L'antithèse est également présente à la clôture du texte de Martine sur l'exposition de photographies de l'artiste italien Luciano Ferrara :

« [...] Luciano Ferrara ouvrira la Saison 2008 au château de Carrouges. Il apportera un peu de l'incandescence de sa terre du Sud dans / notre hiver normand. » (Martine, Luciano Ferrara, t. p., p. 28)

Cette écriture du paradoxe s'explique sans doute en partie par le domaine concerné : la culture. En effet, celle-ci, quand elle est de qualité, a à voir avec la complexité et s'avère (à l'instar de tout ce qui est humain) rarement univoque. L'antithèse (et sa forme plus poussée, l'oxymore) permet de dire ce foisonnement des contraires et de souligner, derrière le dissemblable (qui va parfois jusqu'à prendre une dimension ontologique), une forme de cohérence.

Admettons aussi, toutefois, que l'antithèse peut plus prosaïquement être un « truc » de rédacteur, une « ficelle » du métier. Le figure, en effet, permet d'exprimer de manière plus ou moins fumeuse, la chose et son contraire, astuce précieuse pour parler, sous un voile d'intelligence, d'un spectacle ou d'une exposition lorsqu'on en maîtrise mal le sujet ou que les informations dont on dispose sont insuffisantes en nombre ou en qualité.

Terminons ce commentaire des figures de style par un apax remarquable dans les textes des Saisons 2007-08 : l'emploi d'un chiasme.
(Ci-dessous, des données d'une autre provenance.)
//! Temporal compositing of per-scene water masks.

use glof_core::error::{GlofError, Result};
use glof_core::models::{CompositeWindow, GridSpec, MaskCell, TemporalComposite, WaterMask};
use ndarray::Array2;
use std::collections::BTreeMap;

/// Median of a sample; `None` when empty
pub fn median(values: &mut [f64]) -> Option<f64> {
    if values.is_empty() {
        return None;
    }
    values.sort_by(|a, b| a.total_cmp(b));
    let mid = values.len() / 2;
    if values.len() % 2 == 1 {
        Some(values[mid])
    } else {
        Some((values[mid - 1] + values[mid]) / 2.0)
    }
}

/// A mask viewed on the target grid by nearest pixel centre
struct AlignedMask<'a> {
    mask: &'a WaterMask,
    direct: bool,
}

impl<'a> AlignedMask<'a> {
    fn new(mask: &'a WaterMask, grid: &GridSpec, shape: (usize, usize)) -> Self {
        let direct = mask.grid.same_as(grid) && mask.cells.dim() == shape;
        Self { mask, direct }
    }

    fn cell(&self, grid: &GridSpec, row: usize, col: usize) -> MaskCell {
        if self.direct {
            return self.mask.cells[[row, col]];
        }
        let [lon, lat] = grid.pixel_center(row, col);
        match self.mask.grid.locate(lon, lat, self.mask.cells.dim()) {
            Some(index) => self.mask.cells[index],
            None => MaskCell::Masked,
        }
    }
}

/// Aggregate the masks falling inside `window` into one composite.
///
/// Masks from other years are ignored. The output grid is that of the first
/// in-window mask. Acquisitions of the same year are first reduced to one
/// yearly value per pixel (median of the unmasked ones); a pixel is water iff
/// the median of its yearly values is at least 0.5. Pixels masked in every
/// input stay masked.
pub fn composite(
    lake_id: &str,
    masks: &[WaterMask],
    window: &CompositeWindow,
) -> Result<TemporalComposite> {
    let selected: Vec<&WaterMask> = masks.iter().filter(|m| window.contains(m.year)).collect();

    let Some(first) = selected.first() else {
        return Err(GlofError::NoUsableAcquisitions {
            lake_id: lake_id.to_string(),
            year: window.reference_year,
        });
    };

    for mask in &selected {
        mask.grid.validate()?;
    }

    let grid = first.grid;
    let shape = first.cells.dim();
    let mut by_year: BTreeMap<i32, Vec<AlignedMask>> = BTreeMap::new();
    for mask in &selected {
        by_year.entry(mask.year).or_default().push(AlignedMask::new(mask, &grid, shape));
    }

    let mut acquisitions = Vec::new();
    let mut yearly = Vec::with_capacity(by_year.len());
    let cells = Array2::from_shape_fn(shape, |(row, col)| {
        yearly.clear();
        for masks in by_year.values() {
            acquisitions.clear();
            acquisitions.extend(masks.iter().filter_map(|m| m.cell(&grid, row, col).value()));
            yearly.extend(median(&mut acquisitions));
        }
        match median(&mut yearly) {
            None => MaskCell::Masked,
            Some(value) if value >= 0.5 => MaskCell::Water,
            Some(_) => MaskCell::Dry,
        }
    });

    let result = TemporalComposite {
        lake_id: lake_id.to_string(),
        reference_year: window.reference_year,
        window: *window,
        grid,
        cells,
        source_count: by_year.len(),
    };

    tracing::debug!(
        lake_id,
        year = window.reference_year,
        sources = result.source_count,
        water = result.water_count(),
        "Built temporal composite"
    );

    Ok(result)
}
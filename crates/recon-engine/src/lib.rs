//! # Asset Reconciliation Engine
//!
//! Reconciles asset records held in two independent systems of record (a
//! monitoring system and a service-desk system), producing a field-level
//! difference report, folding human or automated field selections into a
//! changeset, and applying the selected changes back to the service desk
//! with transactional guarantees.
//!
//! ## Architecture
//!
//! ```text
//! ┌───────────────┐    ┌──────────┐    ┌─────────┐    ┌───────────────┐
//! │  Normalizer   │───►│ Matcher  │───►│ Differ  │───►│  (selection   │
//! │  (per source) │    │          │    │         │    │  front-end)   │
//! └───────────────┘    └──────────┘    └─────────┘    └───────┬───────┘
//!                                                             │
//!                      ┌───────────┐    ┌───────────┐         ▼
//!                      │ Applier   │◄───│  Sorter   │◄── ChangesetBuilder
//!                      │ (batched, │    │ (natural  │
//!                      │  retried) │    │  order)   │
//!                      └───────────┘    └───────────┘
//! ```
//!
//! Matching, diffing, and sorting are pure, deterministic, single-threaded
//! transformations; the applier is the only component that performs I/O.

pub mod apply;
pub mod changeset;
pub mod differ;
pub mod engine;
pub mod error;
pub mod matcher;
pub mod record;
pub mod report;
pub mod sorter;

pub use apply::{
    ApplierConfig, ApplyOutcome, ApplyResult, ApplyStatus, CancelFlag, ErrorDetail,
    RollbackOutcome, Transaction, TransactionState, TransactionalApplier,
};
pub use changeset::{ChangeKind, ChangeOperation, ChangesetBuilder};
pub use differ::{AssetDiff, DiffStatistics, DiffStatus, Differ, DifferConfig, FieldDifference};
pub use engine::{DiffRun, EngineConfig, ReconciliationEngine};
pub use error::{ReconError, ReconResult, TransactionError, ValidationError};
pub use matcher::{MatchPair, MatchStrategy, Matcher, MatcherConfig, Presence};
pub use record::{normalize_records, AssetRecord};
pub use report::{ApplySummary, DiffExport, DiffExportEntry, ReconciliationReport};
pub use sorter::{assign_sequence, compare_asset_ids, natural_key, sort_diffs, sort_operations};

// Exchange types re-exported from the connector crate for convenience.
pub use recon_connector::{Selection, SelectionOrigin, Source};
« Coiffé de mitaines et entouré d'un bonnet, Valentin Saitou vend des colliers artisanaux en coton trempé, contre deux sourires et trois poignées de main. Pourtant, il n'a pas toujours fait ça.

Autrefois, il avait une vie normale. Marié. Deux enfants. Situation stable. Puis, un jour, il est licencié et à partir de là tout se dégrade. Le voilà sans domicile, errant, la nuit, à la recherche d'on ne sait quel havre de paix. Tout à coup, une vieille enseigne, aux néons flétris : « La Luna Negra, Cabaret ».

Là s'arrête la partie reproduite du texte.